An empty home can also help speed up the timeline of the renovation. Having you and your family at home means the contractor is likely to lose hours of work. After all, safety is a primary concern, so they will most likely suggest work hours that have the least amount of people present in your home.
By giving your contractor more freedom, they are allowed to focus better on the task at hand. A month away from home is more preferable than three months of half-day and weekend work schedules.
When it comes to the success of any project, keeping an eye on your goals is key. Keeping your loved ones away from the house during the renovation can be the best assistance you can give your contractor. While it might seem logical to think that you save more money staying at home during a renovation, you might actually end up spending more than is necessary. Other than the medical expenses that you might incur if a family member falls victim to health and safety hazards, you’ll also end up paying more for the workers’ services if the project is stretched out beyond your desired time frame.

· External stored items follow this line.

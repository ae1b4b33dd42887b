//! HTTP client for end-to-end tests
//!
//! Wraps reqwest with one method per server endpoint.
//! When API routes or request formats change, update only this file.

use super::constants::*;
use reqwest::Response;
use serde_json::json;
use std::time::Duration;

pub struct TestClient {
    /// The underlying reqwest client (public for custom requests in tests)
    pub client: reqwest::Client,
    /// The base URL of the test server
    pub base_url: String,
}

impl TestClient {
    pub fn new(base_url: String) -> Self {
        let client = reqwest::Client::builder()
            .timeout(Duration::from_secs(REQUEST_TIMEOUT_SECS))
            .build()
            .expect("Failed to build reqwest client");

        Self { client, base_url }
    }

    async fn get(&self, path: &str) -> Response {
        self.client
            .get(format!("{}{}", self.base_url, path))
            .send()
            .await
            .expect("Request failed")
    }

    // ========================================================================
    // Server Endpoints
    // ========================================================================

    /// GET /
    pub async fn home(&self) -> Response {
        self.get("/").await
    }

    /// GET /health
    pub async fn health(&self) -> Response {
        self.get("/health").await
    }

    // ========================================================================
    // Game Endpoints
    // ========================================================================

    /// GET /api/game/play/{key}
    pub async fn play(&self, key: &str) -> Response {
        self.get(&format!("/api/game/play/{}", key)).await
    }

    /// GET /api/game/variants
    pub async fn variants(&self) -> Response {
        self.get("/api/game/variants").await
    }

    /// GET /api/game/variants?subset={subset}
    pub async fn variants_subset(&self, subset: &str) -> Response {
        self.get(&format!("/api/game/variants?subset={}", subset))
            .await
    }

    /// POST /api/game/songs/{id}/report
    pub async fn report_song(&self, song_id: &str, category: &str, message: Option<&str>) -> Response {
        let mut body = json!({ "category": category });
        if let Some(message) = message {
            body["message"] = json!(message);
        }
        self.client
            .post(format!("{}/api/game/songs/{}/report", self.base_url, song_id))
            .json(&body)
            .send()
            .await
            .expect("Report request failed")
    }
}
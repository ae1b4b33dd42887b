//! Read-only catalog statistics, printed by `cli-catalog stats`.

use super::models::{CatalogStats, CategoryStats};
use super::store::SqliteCatalogStore;
use anyhow::Result;
use std::collections::BTreeMap;

impl SqliteCatalogStore {
    pub fn stats(&self) -> Result<CatalogStats> {
        let read_conn = self.get_read_conn();
        let conn = read_conn.lock().unwrap();

        let total_songs: i64 = conn.query_row("SELECT COUNT(*) FROM songs", [], |r| r.get(0))?;

        // (category, difficulty) -> songs
        let mut per_category: BTreeMap<String, BTreeMap<i64, usize>> = BTreeMap::new();
        let mut stmt = conn.prepare(
            "SELECT c.name, s.difficulty, COUNT(*)
               FROM categories c
               LEFT JOIN song_categories sc ON sc.category_rowid = c.rowid
               LEFT JOIN songs s ON s.rowid = sc.song_rowid
              GROUP BY c.name, s.difficulty",
        )?;
        let rows = stmt.query_map([], |row| {
            Ok((
                row.get::<_, String>(0)?,
                row.get::<_, Option<i64>>(1)?,
                row.get::<_, i64>(2)?,
            ))
        })?;
        for row in rows {
            let (name, difficulty, count) = row?;
            let breakdown = per_category.entry(name).or_default();
            if let Some(difficulty) = difficulty {
                breakdown.insert(difficulty, count as usize);
            }
        }
        let mut categories: Vec<CategoryStats> = per_category
            .into_iter()
            .map(|(name, breakdown)| CategoryStats {
                name,
                songs: breakdown.values().sum(),
                difficulty_breakdown: breakdown.into_iter().collect(),
            })
            .collect();
        categories.sort_by(|a, b| b.songs.cmp(&a.songs).then_with(|| a.name.cmp(&b.name)));

        let mut stmt = conn.prepare(
            "SELECT difficulty, COUNT(*) FROM songs GROUP BY difficulty ORDER BY difficulty",
        )?;
        let difficulty_distribution = stmt
            .query_map([], |row| Ok((row.get::<_, i64>(0)?, row.get::<_, i64>(1)? as usize)))?
            .collect::<Result<Vec<_>, _>>()?;

        let (oldest_release_year, newest_release_year): (Option<i32>, Option<i32>) = conn
            .query_row(
                "SELECT MIN(release_year), MAX(release_year) FROM songs",
                [],
                |r| Ok((r.get(0)?, r.get(1)?)),
            )?;

        let mut stmt = conn.prepare(
            "SELECT region, COUNT(*) AS n FROM songs GROUP BY region ORDER BY n DESC, region",
        )?;
        let regions = stmt
            .query_map([], |row| {
                Ok((row.get::<_, String>(0)?, row.get::<_, i64>(1)? as usize))
            })?
            .collect::<Result<Vec<_>, _>>()?;

        Ok(CatalogStats {
            total_songs: total_songs as usize,
            categories,
            difficulty_distribution,
            oldest_release_year,
            newest_release_year,
            regions,
        })
    }
}
use super::RequestsLoggingLevel;

#[derive(Clone)]
pub struct ServerConfig {
    pub requests_logging_level: RequestsLoggingLevel,
    pub port: u16,
}

impl Default for ServerConfig {
    fn default() -> Self {
        ServerConfig {
            requests_logging_level: RequestsLoggingLevel::Path,
            port: 3001,
        }
    }
}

Although a renovation should be approached with as much thought as possible, it’s important not to lose sight of the emotional aspect as well. Most people know their homes inside and out. It is as familiar to them as the back of their hands. Proceeding with a home renovation will mean changing these familiar scenes permanently.

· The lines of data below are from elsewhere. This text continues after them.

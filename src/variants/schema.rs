use crate::sqlite_column;
use crate::sqlite_persistence::{
    Column, ForeignKey, ForeignKeyOnChange, SqlType, Table, VersionedSchema,
};

const VARIANT_BUILDS_TABLE: Table = Table {
    name: "variant_builds",
    columns: &[
        sqlite_column!("rowid", &SqlType::Integer, is_primary_key = true),
        sqlite_column!("build_id", &SqlType::Text, non_null = true),
        sqlite_column!("built_at", &SqlType::Integer, non_null = true),
        sqlite_column!("catalog_songs", &SqlType::Integer, non_null = true),
        sqlite_column!("variant_count", &SqlType::Integer, non_null = true),
    ],
    indices: &[],
    unique_constraints: &[&["build_id"]],
};

const VARIANTS_TABLE: Table = Table {
    name: "variants",
    columns: &[
        sqlite_column!(
            "build_rowid",
            &SqlType::Integer,
            non_null = true,
            foreign_key = Some(&ForeignKey {
                foreign_table: "variant_builds",
                foreign_column: "rowid",
                on_delete: ForeignKeyOnChange::Cascade,
            })
        ),
        sqlite_column!("key", &SqlType::Text, non_null = true),
        sqlite_column!("predicate", &SqlType::Text, non_null = true), // JSON
        sqlite_column!("genre_group_ref", &SqlType::Text), // NULL for RANDOM genre
        sqlite_column!("match_count", &SqlType::Integer, non_null = true),
        sqlite_column!("rank", &SqlType::Integer, non_null = true),
    ],
    indices: &[("idx_variants_build", "build_rowid")],
    unique_constraints: &[&["build_rowid", "key"], &["build_rowid", "rank"]],
};

pub const VARIANTS_VERSIONED_SCHEMAS: &[VersionedSchema] = &[VersionedSchema {
    version: 0,
    tables: &[VARIANT_BUILDS_TABLE, VARIANTS_TABLE],
    migration: None,
}];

Moments like these should be cherished and remembered. It’s an event that encapsulates many emotions all at once. The joy of achieving a dream, catharsis from years of discipline, and a tinge of sadness from losing familiar sights. While it can be difficult to express, people are subject to feel any mixture of these emotions.
Moving out during the construction will serve to mark the event as an auspicious one. The mini-vacation can be an excellent change in scenery while your contractor finishes up the work.
Finally, when the time to return home arrives, the effect is enhanced during the big reveal. Only by leaving it as you remembered can you truly spot and appreciate the changes made during the renovation.
It’s not every day that a family can have their home reinvented. Slowing down and taking it all in will make spending the money significantly worth it.
Moving out during a renovation can only serve to benefit you and your family. The thought of saving money is nice, but compared to the risks involved, that may not be enough to justify the decision. In addition, as you can see in the points above, there are more benefits to be gained in moving out temporarily than there are in staying put.